Мой последний отпуск, как и многие, начинался с работы. Сначала мы танцевали в Турции с Элеонорой Севенард — ведущей солисткой Большого, моей партнершей и девушкой. Потом полетели во Францию. За семь дней мы посетили городков десять и приятно устали. А затем вернулись в Турцию. В Бодруме сейчас очень полюбили русское искусство и в частности русский балет. Мой концерт «Денис Родькин и друзья» прошел там с большим успехом.
Вы следите за мировой балетной повесткой? Если да, что кажется интересным?

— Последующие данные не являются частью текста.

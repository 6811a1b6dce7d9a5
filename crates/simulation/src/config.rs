//! Gameplay and advisory tuning constants.

// ---------------------------------------------------------------------------
// Budget and trust
// ---------------------------------------------------------------------------

/// Trust every session starts with.
pub const INITIAL_TRUST: f64 = 100.0;

/// Cost multiplier for a mitigation action applied to every zone at once.
pub const ALL_ZONES_COST_MULTIPLIER: f64 = 2.5;

/// Trust lost when an action is paid for with money the city does not have.
pub const DEBT_TRUST_PENALTY: f64 = 8.0;

/// Trust lost for every zone whose risk crosses [`CRITICAL_RISK`] in a step.
pub const CRITICAL_FLOOD_TRUST_PENALTY: f64 = 5.0;

/// The city council pays a grant every this many completed hours.
pub const GRANT_INTERVAL_HOURS: usize = 6;

/// Fixed part of the periodic council grant.
pub const GRANT_BASE: f64 = 5.0;

/// Trust-proportional part of the periodic council grant (scaled by trust / 100).
pub const GRANT_TRUST_BONUS: f64 = 15.0;

// ---------------------------------------------------------------------------
// Risk thresholds
// ---------------------------------------------------------------------------

/// A zone is displayed as flooded above this risk.
pub const FLOODED_RISK: f64 = 0.8;

/// Above this risk a step emits a critical-flood event and costs trust.
pub const CRITICAL_RISK: f64 = 0.85;

/// Aggregate (zone-averaged) risk counted as significant by the forecaster.
pub const SIGNIFICANT_AGGREGATE_RISK: f64 = 0.3;

// ---------------------------------------------------------------------------
// Monte Carlo
// ---------------------------------------------------------------------------

/// Lower bound of the multiplicative rainfall perturbation.
pub const RAIN_PERTURBATION_MIN: f64 = 0.6;

/// Upper bound of the multiplicative rainfall perturbation.
pub const RAIN_PERTURBATION_MAX: f64 = 1.4;

pub const FORECAST_HORIZON: usize = 3;
pub const FORECAST_SAMPLES: usize = 15;

pub const ROLLOUT_HORIZON: usize = 3;
pub const ROLLOUT_SAMPLES: usize = 60;

/// CVaR level: the tail is the worst `1 - CVAR_ALPHA` of rollouts (worst 20%).
pub const CVAR_ALPHA: f64 = 0.8;

/// Alpha is clamped below this so the tail never becomes empty by construction.
pub const CVAR_ALPHA_CEILING: f64 = 0.999;

// ---------------------------------------------------------------------------
// Recommendation
// ---------------------------------------------------------------------------

/// Funding is only considered when the budget is at or below this level...
pub const FUNDING_BUDGET_CEILING: f64 = 5.0;

/// ...and trust is strictly above this level.
pub const FUNDING_TRUST_FLOOR: f64 = 15.0;

/// Added to the funding trust cost to form its synthetic score.
pub const FUNDING_SCORE_OFFSET: f64 = 10.0;

/// Added to the CVaR of a candidate the current budget cannot pay for.
pub const UNAFFORDABLE_PENALTY: f64 = 8.0;

pub const CONFIDENCE_MIN: f64 = 0.6;
pub const CONFIDENCE_MAX: f64 = 0.99;

/// Guards the relative dispersion against a zero mean loss.
pub const CONFIDENCE_EPSILON: f64 = 1e-6;

// ---------------------------------------------------------------------------
// Observation
// ---------------------------------------------------------------------------

/// Trailing window (hours) for the `rain_6h` observation.
pub const RAIN_WINDOW_HOURS: usize = 6;

/// Hours of dry weather used when a scenario's rainfall file is missing.
pub const DEFAULT_SERIES_HOURS: usize = 24;
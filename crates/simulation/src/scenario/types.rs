use std::collections::BTreeMap;

use serde::{Deserialize, Serialize};

// ---------------------------------------------------------------------------
// Identifiers
// ---------------------------------------------------------------------------

pub type ZoneId = String;
pub type ActionId = String;

/// Action id of the no-op action.
pub const NOOP_ACTION_ID: &str = "none";

/// Action id of the budget-relief action.
pub const FUNDING_ACTION_ID: &str = "funding";

// ---------------------------------------------------------------------------
// Zones
// ---------------------------------------------------------------------------

/// Physical coefficients of one zone.
#[derive(Debug, Clone, Copy, PartialEq, Serialize, Deserialize)]
pub struct ZoneParameters {
    /// Persistence: fraction of storage carried into the next hour.
    pub a: f64,
    /// Rain gain: storage added per unit of rainfall.
    pub b: f64,
    /// Mitigation strength: storage removed per unit of action effect.
    pub c: f64,
    /// Storage at which flood risk is 0.5.
    pub threshold: f64,
    /// Damage per hour at risk 1.0.
    pub damage_scale: f64,
}

// ---------------------------------------------------------------------------
// Actions
// ---------------------------------------------------------------------------

/// Raw `{cost, effect}` pair as written in scenario files.
#[derive(Debug, Clone, Copy, PartialEq, Serialize, Deserialize)]
pub struct ActionDefinition {
    pub cost: f64,
    pub effect: f64,
}

/// What an action does, resolved once when the scenario is loaded.
#[derive(Debug, Clone, Copy, PartialEq, Serialize, Deserialize)]
#[serde(tag = "kind", rename_all = "snake_case")]
pub enum ActionKind {
    /// Do nothing; free.
    Noop,
    /// Reduce storage by `effect` (scaled by zone `c`) for `cost` budget.
    Mitigation { cost: f64, effect: f64 },
    /// Gain `budget_gain` budget at the price of `trust_cost` trust.
    Funding { trust_cost: f64, budget_gain: f64 },
}

impl ActionKind {
    /// Classify a raw definition by its id.
    pub fn resolve(id: &str, def: ActionDefinition) -> Self {
        match id {
            NOOP_ACTION_ID => ActionKind::Noop,
            FUNDING_ACTION_ID => ActionKind::Funding {
                trust_cost: def.cost,
                budget_gain: def.effect,
            },
            _ => ActionKind::Mitigation {
                cost: def.cost,
                effect: def.effect,
            },
        }
    }

    /// The configured cost before any all-zones scaling.
    ///
    /// For funding this is the trust penalty, not a budget amount.
    pub fn nominal_cost(&self) -> f64 {
        match *self {
            ActionKind::Noop => 0.0,
            ActionKind::Mitigation { cost, .. } => cost,
            ActionKind::Funding { trust_cost, .. } => trust_cost,
        }
    }

    /// Storage-reducing effect of a mitigation, as seen by rollouts.
    pub fn mitigation_effect(&self) -> f64 {
        match *self {
            ActionKind::Mitigation { effect, .. } => effect,
            ActionKind::Noop | ActionKind::Funding { .. } => 0.0,
        }
    }

    /// Storage reduction applied to targeted zones during a live step.
    ///
    /// Funding reuses its budget gain here, so an untargeted funding call
    /// also drains every zone.
    pub fn storage_effect(&self) -> f64 {
        match *self {
            ActionKind::Mitigation { effect, .. } => effect,
            ActionKind::Funding { budget_gain, .. } => budget_gain,
            ActionKind::Noop => 0.0,
        }
    }

    /// Amount of budget this action consumes at nominal scale.
    pub fn budget_cost(&self) -> f64 {
        match *self {
            ActionKind::Mitigation { cost, .. } => cost,
            ActionKind::Noop | ActionKind::Funding { .. } => 0.0,
        }
    }

    pub fn is_mitigation(&self) -> bool {
        matches!(self, ActionKind::Mitigation { .. })
    }
}

/// An action available in a scenario.
#[derive(Debug, Clone, PartialEq, Serialize, Deserialize)]
pub struct ScenarioAction {
    pub id: ActionId,
    #[serde(flatten)]
    pub kind: ActionKind,
}

// ---------------------------------------------------------------------------
// Scenario
// ---------------------------------------------------------------------------

/// Display text that is either a single string or a per-locale map.
#[derive(Debug, Clone, PartialEq, Eq, Serialize, Deserialize)]
#[serde(untagged)]
pub enum DisplayText {
    Plain(String),
    Localized(BTreeMap<String, String>),
}

impl DisplayText {
    /// Text for `locale`, falling back to English and then to any entry.
    pub fn get(&self, locale: &str) -> &str {
        match self {
            DisplayText::Plain(s) => s,
            DisplayText::Localized(map) => map
                .get(locale)
                .or_else(|| map.get("en"))
                .or_else(|| map.values().next())
                .map(String::as_str)
                .unwrap_or(""),
        }
    }
}

/// Everything the simulation needs to run one scenario. Read-only for the
/// lifetime of every session started from it.
#[derive(Debug, Clone, PartialEq, Serialize, Deserialize)]
pub struct ScenarioConfig {
    pub initial_budget: f64,
    /// Zones in ascending id order.
    pub zones: BTreeMap<ZoneId, ZoneParameters>,
    /// Actions in ascending id order.
    pub actions: Vec<ScenarioAction>,
    /// Rainfall (mm) for each hour of the game; its length is the hour count.
    pub rainfall: Vec<f64>,
}

impl ScenarioConfig {
    /// Build a config, resolving raw action definitions and ordering them by id.
    pub fn new(
        initial_budget: f64,
        zones: BTreeMap<ZoneId, ZoneParameters>,
        actions: BTreeMap<ActionId, ActionDefinition>,
        rainfall: Vec<f64>,
    ) -> Self {
        let actions = actions
            .into_iter()
            .map(|(id, def)| {
                let kind = ActionKind::resolve(&id, def);
                ScenarioAction { id, kind }
            })
            .collect();
        Self {
            initial_budget,
            zones,
            actions,
            rainfall,
        }
    }

    pub fn action(&self, id: &str) -> Option<&ScenarioAction> {
        self.actions.iter().find(|a| a.id == id)
    }

    /// Number of playable hours.
    pub fn hours(&self) -> usize {
        self.rainfall.len()
    }

    /// Rainfall at `hour`, clamped to the last known value. 0.0 for an empty series.
    pub fn rain_at(&self, hour: usize) -> f64 {
        match self.rainfall.len() {
            0 => 0.0,
            len => self.rainfall[hour.min(len - 1)],
        }
    }
}

/// A named, described scenario.
#[derive(Debug, Clone, PartialEq, Serialize, Deserialize)]
pub struct ScenarioSpec {
    pub id: String,
    pub name: DisplayText,
    pub description: DisplayText,
    pub time_step_hr: u32,
    pub config: ScenarioConfig,
}

/// Short listing entry for clients choosing a scenario.
#[derive(Debug, Clone, PartialEq, Serialize)]
pub struct ScenarioListing {
    pub id: String,
    pub name: DisplayText,
    pub description: DisplayText,
    pub time_step_hr: u32,
    pub duration_steps: usize,
    pub initial_budget: f64,
    pub zones: BTreeMap<ZoneId, ZoneParameters>,
    pub actions: Vec<ScenarioAction>,
}

impl From<&ScenarioSpec> for ScenarioListing {
    fn from(spec: &ScenarioSpec) -> Self {
        Self {
            id: spec.id.clone(),
            name: spec.name.clone(),
            description: spec.description.clone(),
            time_step_hr: spec.time_step_hr,
            duration_steps: spec.config.hours(),
            initial_budget: spec.config.initial_budget,
            zones: spec.config.zones.clone(),
            actions: spec.config.actions.clone(),
        }
    }
}
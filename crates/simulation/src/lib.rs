//! Flood-mitigation simulation and advisory engine.
//!
//! Zones accumulate stormwater hour by hour under a scenario's rainfall
//! series. Each hour a commander picks one action; the engine advances the
//! session, then publishes a Monte Carlo risk forecast and a CVaR-ranked
//! recommendation for the next hour.

use bevy::prelude::*;

pub mod advisory;
pub mod agent_protocol;
pub mod config;
pub mod directory;
pub mod engine_view;
pub mod forecast;
pub mod localization;
pub mod risk;
pub mod scenario;
pub mod session;
pub mod session_requests;
pub mod settings;
pub mod sim_rng;
pub mod summary;
pub mod surrogate;

use directory::SessionDirectory;
use scenario::ScenarioCatalog;
use session_requests::SessionRequestsPlugin;
use settings::{AdvisorySettings, EngineSources};
use sim_rng::SimRng;
use surrogate::TransitionModel;

/// Installs the catalog, the transition model, the advisory settings, the
/// master RNG, the session directory and the request executor.
#[derive(Debug, Clone, Default)]
pub struct FloodSimulationPlugin {
    pub sources: EngineSources,
}

impl FloodSimulationPlugin {
    /// Sources taken from `FLOOD_SCENARIO_DIR` and `FLOOD_MODEL_WEIGHTS`.
    pub fn from_env() -> Self {
        Self {
            sources: EngineSources::from_env(),
        }
    }
}

impl Plugin for FloodSimulationPlugin {
    fn build(&self, app: &mut App) {
        let catalog = load_catalog(&self.sources);
        let model = TransitionModel::load_or_fallback(self.sources.weights_path.as_deref());

        app.insert_resource(catalog)
            .insert_resource(model)
            .init_resource::<AdvisorySettings>()
            .init_resource::<SimRng>()
            .init_resource::<SessionDirectory>()
            .add_plugins(SessionRequestsPlugin);
    }
}

fn load_catalog(sources: &EngineSources) -> ScenarioCatalog {
    let Some(dir) = &sources.scenario_dir else {
        info!("No scenario directory configured; using built-in storms");
        return ScenarioCatalog::default();
    };
    match ScenarioCatalog::from_dir(dir) {
        Ok(catalog) => catalog,
        Err(e) => {
            warn!(
                "Failed to load scenarios from {}: {e}; using built-in storms",
                dir.display()
            );
            ScenarioCatalog::default()
        }
    }
}
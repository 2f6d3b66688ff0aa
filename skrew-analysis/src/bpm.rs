//! Energy-based tempo estimation
//!
//! Fallback for material too short or too sparse for the spectral flux
//! autocorrelation in [`crate::BeatGridAnalyzer`].

use std::collections::VecDeque;

/// Samples per energy chunk when scanning a whole buffer
const CHUNK_SIZE: usize = 1024;

/// Tempo detector fed with consecutive chunks of mono audio
pub struct BpmDetector {
    sample_rate: u32,
    energy_history: VecDeque<f32>,
    onset_times: VecDeque<f32>,
    detected_bpm: Option<f32>,
    time_accumulated: f32,
}

impl BpmDetector {
    pub fn new(sample_rate: u32) -> Self {
        Self {
            sample_rate: sample_rate.max(1),
            energy_history: VecDeque::with_capacity(100),
            onset_times: VecDeque::new(),
            detected_bpm: None,
            time_accumulated: 0.0,
        }
    }

    /// Scan a whole buffer and return its tempo, if one emerges
    pub fn estimate(samples: &[f32], sample_rate: u32) -> Option<f32> {
        let mut detector = Self::new(sample_rate);
        for chunk in samples.chunks(CHUNK_SIZE) {
            detector.process(chunk);
        }
        detector.bpm()
    }

    /// Process a chunk of audio samples
    pub fn process(&mut self, samples: &[f32]) {
        if samples.is_empty() {
            return;
        }

        let energy: f32 = samples.iter().map(|s| s * s).sum::<f32>() / samples.len() as f32;
        let energy = energy.sqrt();

        self.energy_history.push_back(energy);
        if self.energy_history.len() > 50 {
            self.energy_history.pop_front();
        }

        let avg_energy: f32 =
            self.energy_history.iter().sum::<f32>() / self.energy_history.len() as f32;

        if energy > avg_energy * 1.5 && energy > 0.01 {
            // Debounce: 100ms between onsets
            let last_onset = self.onset_times.back().copied().unwrap_or(-1.0);
            if self.time_accumulated - last_onset > 0.1 {
                self.onset_times.push_back(self.time_accumulated);

                while let Some(&first) = self.onset_times.front() {
                    if self.time_accumulated - first > 30.0 {
                        self.onset_times.pop_front();
                    } else {
                        break;
                    }
                }

                if self.onset_times.len() >= 4 {
                    self.calculate_bpm();
                }
            }
        }

        self.time_accumulated += samples.len() as f32 / self.sample_rate as f32;
    }

    /// Most common inter-onset interval, folded into 70-180 BPM
    fn calculate_bpm(&mut self) {
        let intervals: Vec<f32> = self
            .onset_times
            .iter()
            .zip(self.onset_times.iter().skip(1))
            .map(|(a, b)| b - a)
            .filter(|&interval| interval > 0.2 && interval < 2.0)
            .collect();

        // Histogram quantized to 10ms, 0.0 to 2.0 seconds
        let mut histogram = [0u32; 200];
        for &interval in &intervals {
            let idx = ((interval * 100.0) as usize).min(199);
            histogram[idx] += 1;
        }

        let Some((peak_idx, &count)) = histogram.iter().enumerate().max_by_key(|(_, &c)| c) else {
            return;
        };
        if count == 0 || peak_idx == 0 {
            return;
        }

        let bpm = 60.0 / (peak_idx as f32 / 100.0);
        let normalized_bpm = if bpm < 70.0 {
            bpm * 2.0
        } else if bpm > 180.0 {
            bpm / 2.0
        } else {
            bpm
        };

        self.detected_bpm = Some(normalized_bpm);
    }

    pub fn bpm(&self) -> Option<f32> {
        self.detected_bpm
    }

    pub fn reset(&mut self) {
        self.energy_history.clear();
        self.onset_times.clear();
        self.detected_bpm = None;
        self.time_accumulated = 0.0;
    }
}

#[cfg(test)]
mod tests {
    use super::*;
    use crate::onset::click_track;

    #[test]
    fn test_estimate_click_track() {
        // 120 BPM at 44.1kHz
        let clicks = click_track(22050, 0, 44100 * 6);
        let bpm = BpmDetector::estimate(&clicks, 44100).expect("tempo");
        assert!((bpm - 120.0).abs() < 10.0, "bpm {}", bpm);
    }

    #[test]
    fn test_silence_has_no_tempo() {
        assert!(BpmDetector::estimate(&vec![0.0; 44100 * 3], 44100).is_none());
    }

    #[test]
    fn test_reset() {
        let mut detector = BpmDetector::new(44100);
        for chunk in click_track(22050, 0, 44100 * 6).chunks(1024) {
            detector.process(chunk);
        }
        assert!(detector.bpm().is_some());
        detector.reset();
        assert!(detector.bpm().is_none());
    }
}
//! Bounded linear undo/redo history

use skrew_input::Operation;
use std::collections::VecDeque;

/// One committed state and the operations that produced it
#[derive(Debug, Clone, PartialEq)]
pub struct HistoryEntry<T> {
    pub state: T,
    pub operations: Vec<Operation>,
}

/// Linear history with a cursor
///
/// Adding while the cursor is behind the newest entry discards the redo
/// branch. Entries that fall out (redo branch or capacity eviction) are
/// handed back to the caller so their backing resources can be released.
#[derive(Debug)]
pub struct HistoryStore<T> {
    entries: VecDeque<HistoryEntry<T>>,
    cursor: usize,
    capacity: usize,
}

impl<T> HistoryStore<T> {
    pub fn new(capacity: usize) -> Self {
        Self {
            entries: VecDeque::new(),
            cursor: 0,
            capacity: capacity.max(1),
        }
    }

    /// Append a state after the cursor and move the cursor onto it
    ///
    /// Returns every entry removed by the operation.
    #[must_use = "dropped entries may own resources that need releasing"]
    pub fn add(&mut self, state: T, operations: Vec<Operation>) -> Vec<HistoryEntry<T>> {
        let mut dropped = Vec::new();
        if !self.entries.is_empty() {
            dropped.extend(self.entries.drain(self.cursor + 1..));
        }

        self.entries.push_back(HistoryEntry { state, operations });
        while self.entries.len() > self.capacity {
            dropped.extend(self.entries.pop_front());
        }
        self.cursor = self.entries.len() - 1;
        dropped
    }

    pub fn undo(&mut self) -> Option<&HistoryEntry<T>> {
        if !self.can_undo() {
            return None;
        }
        self.cursor -= 1;
        self.entries.get(self.cursor)
    }

    pub fn redo(&mut self) -> Option<&HistoryEntry<T>> {
        if !self.can_redo() {
            return None;
        }
        self.cursor += 1;
        self.entries.get(self.cursor)
    }

    pub fn current(&self) -> Option<&HistoryEntry<T>> {
        self.entries.get(self.cursor)
    }

    pub fn can_undo(&self) -> bool {
        self.cursor > 0
    }

    pub fn can_redo(&self) -> bool {
        self.cursor + 1 < self.entries.len()
    }

    pub fn cursor(&self) -> usize {
        self.cursor
    }

    pub fn len(&self) -> usize {
        self.entries.len()
    }

    pub fn is_empty(&self) -> bool {
        self.entries.is_empty()
    }

    pub fn capacity(&self) -> usize {
        self.capacity
    }

    pub fn iter(&self) -> impl Iterator<Item = &HistoryEntry<T>> {
        self.entries.iter()
    }

    /// Operations from the first entry up to the cursor, in order
    pub fn applied_operations(&self) -> Vec<&Operation> {
        self.entries
            .iter()
            .take(self.cursor + 1)
            .flat_map(|entry| entry.operations.iter())
            .collect()
    }

    /// `State i/n: ops` line for the entry at the cursor
    pub fn status(&self) -> String {
        let ops = match self.current() {
            Some(entry) if !entry.operations.is_empty() => entry
                .operations
                .iter()
                .map(ToString::to_string)
                .collect::<Vec<_>>()
                .join(" -> "),
            _ => "Original".to_string(),
        };
        format!("State {}/{}: {}", self.cursor + 1, self.entries.len(), ops)
    }

    /// Remove everything, returning the entries
    pub fn clear(&mut self) -> Vec<HistoryEntry<T>> {
        self.cursor = 0;
        self.entries.drain(..).collect()
    }
}

#[cfg(test)]
mod tests {
    use super::*;
    use skrew_input::parse;

    fn ops(text: &str) -> Vec<Operation> {
        parse(text)
    }

    fn states(history: &HistoryStore<u32>) -> Vec<u32> {
        history.iter().map(|e| e.state).collect()
    }

    #[test]
    fn test_empty_store() {
        let mut history: HistoryStore<u32> = HistoryStore::new(5);
        assert!(history.is_empty());
        assert!(!history.can_undo());
        assert!(!history.can_redo());
        assert!(history.undo().is_none());
        assert!(history.redo().is_none());
        assert!(history.current().is_none());
    }

    #[test]
    fn test_undo_redo_moves_one_step() {
        let mut history = HistoryStore::new(10);
        for state in 0..3u32 {
            assert!(history.add(state, vec![]).is_empty());
        }
        assert_eq!(history.cursor(), 2);
        assert!(history.can_undo());
        assert!(!history.can_redo());

        assert_eq!(history.undo().map(|e| e.state), Some(1));
        assert_eq!(history.undo().map(|e| e.state), Some(0));
        assert!(history.undo().is_none());
        assert_eq!(history.cursor(), 0);
        assert!(!history.can_undo());

        assert_eq!(history.redo().map(|e| e.state), Some(1));
        assert!(history.can_redo());
    }

    #[test]
    fn test_add_discards_redo_branch() {
        let mut history = HistoryStore::new(10);
        for state in 0..4u32 {
            let _ = history.add(state, vec![]);
        }
        history.undo();
        history.undo();

        let dropped = history.add(9, ops("p:1;"));
        assert_eq!(dropped.iter().map(|e| e.state).collect::<Vec<_>>(), vec![2, 3]);
        assert_eq!(states(&history), vec![0, 1, 9]);
        assert_eq!(history.cursor(), 2);
        assert!(!history.can_redo());
    }

    #[test]
    fn test_capacity_evicts_oldest() {
        let mut history = HistoryStore::new(3);
        let mut evicted = Vec::new();
        for state in 0..5u32 {
            evicted.extend(history.add(state, vec![]).into_iter().map(|e| e.state));
        }
        assert_eq!(evicted, vec![0, 1]);
        assert_eq!(states(&history), vec![2, 3, 4]);
        assert_eq!(history.cursor(), 2);
    }

    #[test]
    fn test_flags_track_cursor_through_mixed_sequence() {
        let mut history = HistoryStore::new(4);
        let script = "aauaaruuurraaaauuu";
        let mut next = 0u32;
        for step in script.chars() {
            match step {
                'a' => {
                    let _ = history.add(next, vec![]);
                    next += 1;
                }
                'u' => {
                    history.undo();
                }
                _ => {
                    history.redo();
                }
            }
            assert_eq!(history.can_undo(), history.cursor() > 0);
            assert_eq!(history.can_redo(), history.cursor() + 1 < history.len());
            assert!(history.len() <= 4);
        }
    }

    #[test]
    fn test_status_line() {
        let mut history = HistoryStore::new(5);
        let _ = history.add(0u32, vec![]);
        assert_eq!(history.status(), "State 1/1: Original");
        let _ = history.add(1, ops("p:2;loop:2:8:4;"));
        assert_eq!(history.status(), "State 2/2: p:2 -> loop:2:8:4");
        history.undo();
        assert_eq!(history.status(), "State 1/2: Original");
    }

    #[test]
    fn test_applied_operations() {
        let mut history = HistoryStore::new(5);
        let _ = history.add(0u32, vec![]);
        let _ = history.add(1, ops("p:2;"));
        let _ = history.add(2, ops("t:1.5;rev:1:2:1;"));
        assert_eq!(history.applied_operations().len(), 3);
        history.undo();
        assert_eq!(history.applied_operations().len(), 1);
    }
}
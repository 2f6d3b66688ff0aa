//! Periodic beat-window activation shared by the beat-synchronized effects

use skrew_analysis::BeatGrid;
use skrew_input::BeatWindow;

/// One activated window: `length` beats starting at `beat`, as samples `[start, end)`
#[derive(Debug, Clone, Copy, PartialEq, Eq)]
pub struct Window {
    pub beat: usize,
    pub start: usize,
    pub end: usize,
}

impl Window {
    pub fn len(&self) -> usize {
        self.end - self.start
    }

    pub fn is_empty(&self) -> bool {
        self.end <= self.start
    }
}

/// Windows visited at `stride`, keeping every `repeat`-th one
///
/// Window `i` (a beat index) is active when `(i / stride) % repeat == 0`.
/// Only windows whose closing beat lies on the grid are returned, so every
/// window is bounded by two detected beats.
pub fn active_windows(grid: &BeatGrid, window: &BeatWindow) -> Vec<Window> {
    let stride = window.stride.max(1);
    let repeat = window.repeat.max(1);
    let length = window.length.max(1);
    let last = grid.len().saturating_sub(length);

    (0..last)
        .step_by(stride)
        .filter(|i| (i / stride) % repeat == 0)
        .filter_map(|beat| {
            let (start, end) = grid.span(beat, length)?;
            Some(Window { beat, start, end })
        })
        .filter(|w| !w.is_empty())
        .collect()
}

#[cfg(test)]
mod tests {
    use super::*;

    fn grid(beats: usize, period: usize) -> BeatGrid {
        BeatGrid::new((0..beats).map(|b| b * period).collect(), 120.0, 1.0)
    }

    #[test]
    fn test_every_window_with_unit_repeat() {
        let windows = active_windows(
            &grid(10, 100),
            &BeatWindow {
                stride: 2,
                length: 2,
                repeat: 1,
            },
        );
        let beats: Vec<usize> = windows.iter().map(|w| w.beat).collect();
        assert_eq!(beats, vec![0, 2, 4, 6]);
        assert_eq!(windows[1], Window { beat: 2, start: 200, end: 400 });
    }

    #[test]
    fn test_periodic_activation() {
        let windows = active_windows(
            &grid(20, 100),
            &BeatWindow {
                stride: 2,
                length: 2,
                repeat: 3,
            },
        );
        // i in 0,2,4,...,16; i/2 in 0..=8; active where (i/2) % 3 == 0
        let beats: Vec<usize> = windows.iter().map(|w| w.beat).collect();
        assert_eq!(beats, vec![0, 6, 12]);
    }

    #[test]
    fn test_window_longer_than_grid() {
        let windows = active_windows(
            &grid(4, 100),
            &BeatWindow {
                stride: 1,
                length: 8,
                repeat: 1,
            },
        );
        assert!(windows.is_empty());
    }

    #[test]
    fn test_windows_stay_on_grid() {
        let g = grid(17, 441);
        for w in active_windows(
            &g,
            &BeatWindow {
                stride: 1,
                length: 4,
                repeat: 1,
            },
        ) {
            assert_eq!(w.len(), 4 * 441);
            assert!(w.end <= *g.frames().last().unwrap_or(&0));
        }
    }
}
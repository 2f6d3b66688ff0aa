//! Audio engine for Skrew - effects, time stretching, playback
//!
//! This crate provides the processing side of a session:
//! - SampleBuffer: owned samples with their format
//! - Dsp: pitch shift, time stretch, resampling and analysis primitives
//! - EffectEngine: beat-synchronized and spectral effects over buffers
//! - PlaybackEngine: looping device output of the working buffer
//! - Timestretcher: phase vocoder for pitch-independent tempo

mod buffer;
mod dsp;
pub mod effects;
mod playback;
mod resample;
pub mod timestretcher;

pub use buffer::{peak, rms, SampleBuffer};
pub use dsp::{Dsp, DspError, NativeDsp};
pub use effects::{ChainReport, EffectEngine, EffectError, EffectFailure};
pub use playback::{render, PlaybackEngine, PlaybackError, PlaybackState};
pub use resample::{fit_length, resample};
pub use timestretcher::{PhaseLockMode, PhaseVocoder, PitchShifter};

Я всегда следил за Оперой Гарнье в Париже, хотя сейчас это по известным причинам стало сложнее. Слежу за тем же турецким балетом, потому что он сейчас активно развивается. У них достаточно крупные театры уже в шести городах, и они хотят видеть российских артистов на своей сцене. В России слежу за региональными театрами: всегда интересно наблюдать за развитием искусства, в котором мы лучшие в мире, в своей стране.
Кого выделяете из современных балетных артистов в России?
Из нового поколения Дима Смилевский. Работы над образом еще много, а заноски молодцом. Из девочек как раз Элеонора Севенард: она действительно очень талантливая, сценичная. Когда она выходит на сцену, ты чувствуешь, что в нее вложен дух Большого театра.
«Ведь всегда большая ошибка — зазвездить, когда ты едва пришел в театр. Хотя бы года четыре надо себя чувствовать только учеником. Да и вообще, в идеале всю карьеру им себя чувствовать. Потому что именно каждодневный труд всегда дает наибольший результат».
А как вы познакомились с Элеонорой? Кстати, она тоже героиня «Москвички».
Впервые я увидел Элеонору, когда ей было шестнадцать. Я тогда приехал поддержать Николая Максимовича на его должности и обратил на нее внимание. Праправнучатая племянница Матильды Кшесинской, она была самой талантливой на сцене. Потом, уже через годы, она приехала на замену моей партнерши и мы вместе станцевали с ней в Греции. Постепенно начали общаться — ну и все закружилось. Знаете, как говорится, судьба — ее не выбираешь.
Вас как профессионального танцовщика могут вывести из строя романтические переживания?
Мне они всегда помогали, но у меня в жизни просто не было несчастной любви.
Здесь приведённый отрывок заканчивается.